* _What you should do_
Beginning with the first line, please repeat the entries exactly and end on the line that contains "pub struct ErrorReport".

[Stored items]
* * * * *

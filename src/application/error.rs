use std::error::Error as StdError;

use axum::{http::StatusCode, response::Response};
use thiserror::Error;

use crate::infra::error::InfraError;

/// Diagnostic chain attached to error responses for the logging middleware.
#[derive(Debug, Clone)]
pub struct ErrorReport {
    pub source: &'static str,
    pub status: StatusCode,
    pub messages: Vec<String>,
}

impl ErrorReport {
    pub fn from_error(source: &'static str, status: StatusCode, error: &dyn StdError) -> Self {
        let mut messages = Vec::new();
        messages.push(error.to_string());
        let mut current = error.source();
        while let Some(inner) = current {
            messages.push(inner.to_string());
            current = inner.source();
        }
        Self {
            source,
            status,
            messages,
        }
    }

    pub fn from_message(
        source: &'static str,
        status: StatusCode,
        message: impl Into<String>,
    ) -> Self {
        Self {
            source,
            status,
            messages: vec![message.into()],
        }
    }

    pub fn attach(self, response: &mut Response) {
        response.extensions_mut().insert(self);
    }
}

/// Process-level failure reported by `main`.
#[derive(Debug, Error)]
pub enum AppError {
    #[error(transparent)]
    Infra(#[from] InfraError),
    #[error("unexpected error: {0}")]
    Unexpected(String),
}

impl AppError {
    pub fn unexpected(message: impl Into<String>) -> Self {
        Self::Unexpected(message.into())
    }
}
/// Load settings using the configured precedence (file → environment → CLI).
pub fn load(cli: &CliArgs) -> Result<Settings, LoadError> {
    let mut builder = Config::builder()
        .add_source(File::with_name(DEFAULT_CONFIG_BASENAME).required(false))
        .add_source(File::with_name(LOCAL_CONFIG_BASENAME).required(false));

    if let Some(path) = cli.config_file.as_ref() {
        builder = builder.add_source(File::from(path.as_path()).required(true));
    }

    builder = builder.add_source(Environment::with_prefix(ENV_PREFIX).separator("__"));

    let mut raw: RawSettings = builder.build()?.try_deserialize()?;

    match cli.command.as_ref() {
        Some(Command::Serve(args)) => raw.apply_serve_overrides(&args.overrides),
        Some(Command::Sync(args)) => raw.apply_sync_overrides(args),
        None => raw.apply_serve_overrides(&ServeOverrides::default()),
    }

    let settings = Settings::from_raw(raw)?;
    if matches!(cli.command, Some(Command::Sync(_))) {
        settings.ensure_shared_store()?;
    }
    Ok(settings)
}

/// Resolve configuration using the supplied CLI arguments, returning both for downstream use.
pub fn load_with_cli() -> Result<(CliArgs, Settings), LoadError> {
    let args = CliArgs::parse();
    let settings = load(&args)?;
    Ok((args, settings))
}

#[derive(Debug, Clone, Deserialize, Default)]
#[serde(default)]
struct RawSettings {
    server: RawServerSettings,
    logging: RawLoggingSettings,
    database: RawDatabaseSettings,
    cache: RawCacheSettings,
    counter_sync: RawCounterSyncSettings,
}

impl RawSettings {
    fn apply_serve_overrides(&mut self, overrides: &ServeOverrides) {
        if let Some(host) = overrides.server_host.as_ref() {
            self.server.host = Some(host.clone());
        }
        if let Some(port) = overrides.server_port {
            self.server.port = Some(port);
        }
        if let Some(level) = overrides.log_level.as_ref() {
            self.logging.level = Some(level.clone());
        }
        if let Some(json) = overrides.log_json {
            self.logging.json = Some(json);
        }
        if let Some(url) = overrides.database_url.as_ref() {
            self.database.url = Some(url.clone());
        }
        if let Some(max) = overrides.database_max_connections {
            self.database.max_connections = Some(max);
        }
        if let Some(enabled) = overrides.counter_sync_enabled {
            self.counter_sync.enabled = Some(enabled);
        }
        if let Some(seconds) = overrides.counter_sync_interval_seconds {
            self.counter_sync.interval_seconds = Some(seconds);
        }

        self.apply_cache_overrides(&overrides.cache);
    }

    fn apply_sync_overrides(&mut self, args: &SyncArgs) {
        if let Some(url) = args.database_url.as_ref() {
            self.database.url = Some(url.clone());
        }
        if let Some(enable) = args.enable_lock {
            self.counter_sync.enable_lock = Some(enable);
        }
        self.apply_cache_overrides(&args.cache);
    }

    fn apply_cache_overrides(&mut self, overrides: &CacheOverrides) {
        if let Some(backend) = overrides.cache_backend.as_ref() {
            self.cache.backend = Some(backend.clone());
        }
        if let Some(url) = overrides.redis_url.as_ref() {
            self.cache.redis_url = Some(url.clone());
        }
    }
}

* * * * *

* _Completed exercise_
filename src/application/error.rs
use std::error::Error as StdError;

use axum::{http::StatusCode, response::Response};
use thiserror::Error;

use crate::infra::error::InfraError;

/// Diagnostic chain attached to error responses for the logging middleware.
#[derive(Debug, Clone)]
pub struct ErrorReport {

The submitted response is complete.